Having proactive procedures will help ensure security and privacy, and minimize the risks associated with computer operations. Workstation security can be assured by having standard hardware and software configurations, maintenance, and disposal policies and procedures. The following steps are general while course deviations should be addressed on an individual basis:
- Install the most-recent operation systems and application security patches. Regrettably, some popular operating systems and applications have notorious security and operating flaws, making them easy prey for intrusions and the installation of malicious software (malware). To make sure your systems are protected, download and install updates as they are made available. It is the responsibility of the users and maintenance staff to ensure these updates are installed and documented. Documentation should reflect the individual device, identified by unique name or serial number, the type of update installed, date of installation, and by whom.

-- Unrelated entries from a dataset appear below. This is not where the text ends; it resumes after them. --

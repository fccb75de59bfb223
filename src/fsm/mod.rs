//! Function-pointer finite state machine for the operating mode.
//!
//! Classic embedded FSM pattern: a fixed table of state descriptors,
//! each holding plain `fn` pointers — no closures, no dynamic dispatch,
//! no heap.
//!
//! ```text
//! ┌─────────────────────────────────────────────────────────┐
//! │  StateTable                                             │
//! │  ┌───────────┬───────────┬──────────┬────────────────┐  │
//! │  │ StateId   │ on_enter  │ on_exit  │ on_update      │  │
//! │  ├───────────┼───────────┼──────────┼────────────────┤  │
//! │  │ Manual    │ fn(ctx)   │ fn(ctx)  │ fn(ctx)        │  │
//! │  │ Automatic │ fn(ctx)   │ fn(ctx)  │ fn(ctx)        │  │
//! │  │ Halted    │ fn(ctx)   │ fn(ctx)  │ fn(ctx)        │  │
//! │  └───────────┴───────────┴──────────┴────────────────┘  │
//! └─────────────────────────────────────────────────────────┘
//! ```
//!
//! Unlike a self-transitioning FSM, the mode here is decided *outside*
//! the states: the drive service maps the selector switch pair to a
//! `StateId` at the top of every iteration and forces the transition
//! before ticking.  State `on_update` handlers only compute drive
//! commands — they never return a next state.

pub mod context;
pub mod states;

use context::DriveContext;
use log::info;

use crate::app::ports::SwitchSnapshot;

// ---------------------------------------------------------------------------
// State identity
// ---------------------------------------------------------------------------

/// Operating modes of the drive.
#[derive(Debug, Clone, Copy, PartialEq, Eq, Hash)]
#[repr(u8)]
pub enum StateId {
    /// Direction follows the CW/CCW selector.
    Manual = 0,
    /// Direction derived from the measurement-channel delta.
    Automatic = 1,
    /// Selector idle or ambiguous: outputs are left untouched.
    Halted = 2,
}

impl StateId {
    /// Total number of states — sizes the table array.
    pub const COUNT: usize = 3;

    /// Convert a table index back to a `StateId`.  Debug-asserts on
    /// out-of-range; falls back to `Halted` in release (safe default).
    pub fn from_index(idx: usize) -> Self {
        match idx {
            0 => Self::Manual,
            1 => Self::Automatic,
            2 => Self::Halted,
            _ => {
                debug_assert!(false, "invalid state index: {idx}");
                Self::Halted
            }
        }
    }

    /// Decode the mode selector pair.  Exactly one high line selects its
    /// mode; none or both yields `Halted`.
    pub fn from_switches(sw: SwitchSnapshot) -> Self {
        match (sw.manual, sw.automatic) {
            (true, false) => Self::Manual,
            (false, true) => Self::Automatic,
            _ => Self::Halted,
        }
    }
}

// ---------------------------------------------------------------------------
// Function-pointer type aliases
// ---------------------------------------------------------------------------

/// Signature for `on_enter` and `on_exit` actions.
pub type StateActionFn = fn(&mut DriveContext);

/// Signature for the per-iteration update handler.
pub type StateUpdateFn = fn(&mut DriveContext);

// ---------------------------------------------------------------------------
// State descriptor (one row in the table)
// ---------------------------------------------------------------------------

/// Static descriptor for a single FSM state.
pub struct StateDescriptor {
    pub id: StateId,
    pub name: &'static str,
    pub on_enter: Option<StateActionFn>,
    pub on_exit: Option<StateActionFn>,
    pub on_update: StateUpdateFn,
}

// ---------------------------------------------------------------------------
// FSM engine
// ---------------------------------------------------------------------------

/// The mode state machine engine.
pub struct Fsm {
    /// Fixed-size table indexed by `StateId as usize`.
    table: [StateDescriptor; StateId::COUNT],
    current: usize,
    tick_count: u64,
    state_entry_tick: u64,
}

impl Fsm {
    pub fn new(table: [StateDescriptor; StateId::COUNT], initial: StateId) -> Self {
        Self {
            table,
            current: initial as usize,
            tick_count: 0,
            state_entry_tick: 0,
        }
    }

    /// Run the initial `on_enter` for the starting state.
    /// Call once after construction, before the first `tick()`.
    pub fn start(&mut self, ctx: &mut DriveContext) {
        info!("FSM starting in state: {}", self.table[self.current].name);
        if let Some(enter) = self.table[self.current].on_enter {
            enter(ctx);
        }
    }

    /// Run the current state's `on_update` for one iteration.
    pub fn tick(&mut self, ctx: &mut DriveContext) {
        self.tick_count += 1;
        ctx.ticks_in_state = self.tick_count - self.state_entry_tick;
        (self.table[self.current].on_update)(ctx);
    }

    /// Transition immediately (used by the drive service when the mode
    /// selector moves).  No-op when already in `next`.
    pub fn force_transition(&mut self, next: StateId, ctx: &mut DriveContext) {
        if next as usize == self.current {
            return;
        }
        if let Some(exit) = self.table[self.current].on_exit {
            exit(ctx);
        }
        self.current = next as usize;
        self.state_entry_tick = self.tick_count;
        if let Some(enter) = self.table[self.current].on_enter {
            enter(ctx);
        }
    }

    pub fn current_state(&self) -> StateId {
        StateId::from_index(self.current)
    }

    pub fn ticks_in_current_state(&self) -> u64 {
        self.tick_count - self.state_entry_tick
    }
}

- Do not allow the installation of unauthorized software. Have a procedure where there is a list of authorized software that can be installed. Use software from recognized companies and install all update patches. Do not allow the installation of shareware or freeware programs. No one knows what these programs contain in the way of allowing damage to occur to your system. Besides, recognized companies generally have some kind of quality controls, and there is a performance expectation of a packaged product. In the event there is a problem, there is a viable party from whom to seek civil recourse for damages.
- Do not allow any unauthorized configurations. As an example, if file or printer shares are disabled, employees must not be allowed to enable them.
- Do not allow employees to install any hardware. Only authorized employees are allowed to install authorized hardware. For example, no employee is permitted to install modems in their workstations. This action creates a monumental security risk to the network.
- Keep all configurations the same. Regardless if there are network services, the organization should follow a standard configuration procedure for those applications. This facilitates auditing and security testing. Develop and maintain a standard installation and configuration procedure for all authorized software.
- Keep your workstation off-limits. Workstations should be physically secured when not in use. If the workstation is located in an office, the door should be locked when the workstation is not in use. If the workstation is used for very sensitive work, having a removable hard drive that is secured at the end of the workday is a good idea. Laptops may be secured by having software that encrypts the hard drive. In this fashion, if the hard drive was removed from the laptop and installed in another computer, it still would not be easily accessible.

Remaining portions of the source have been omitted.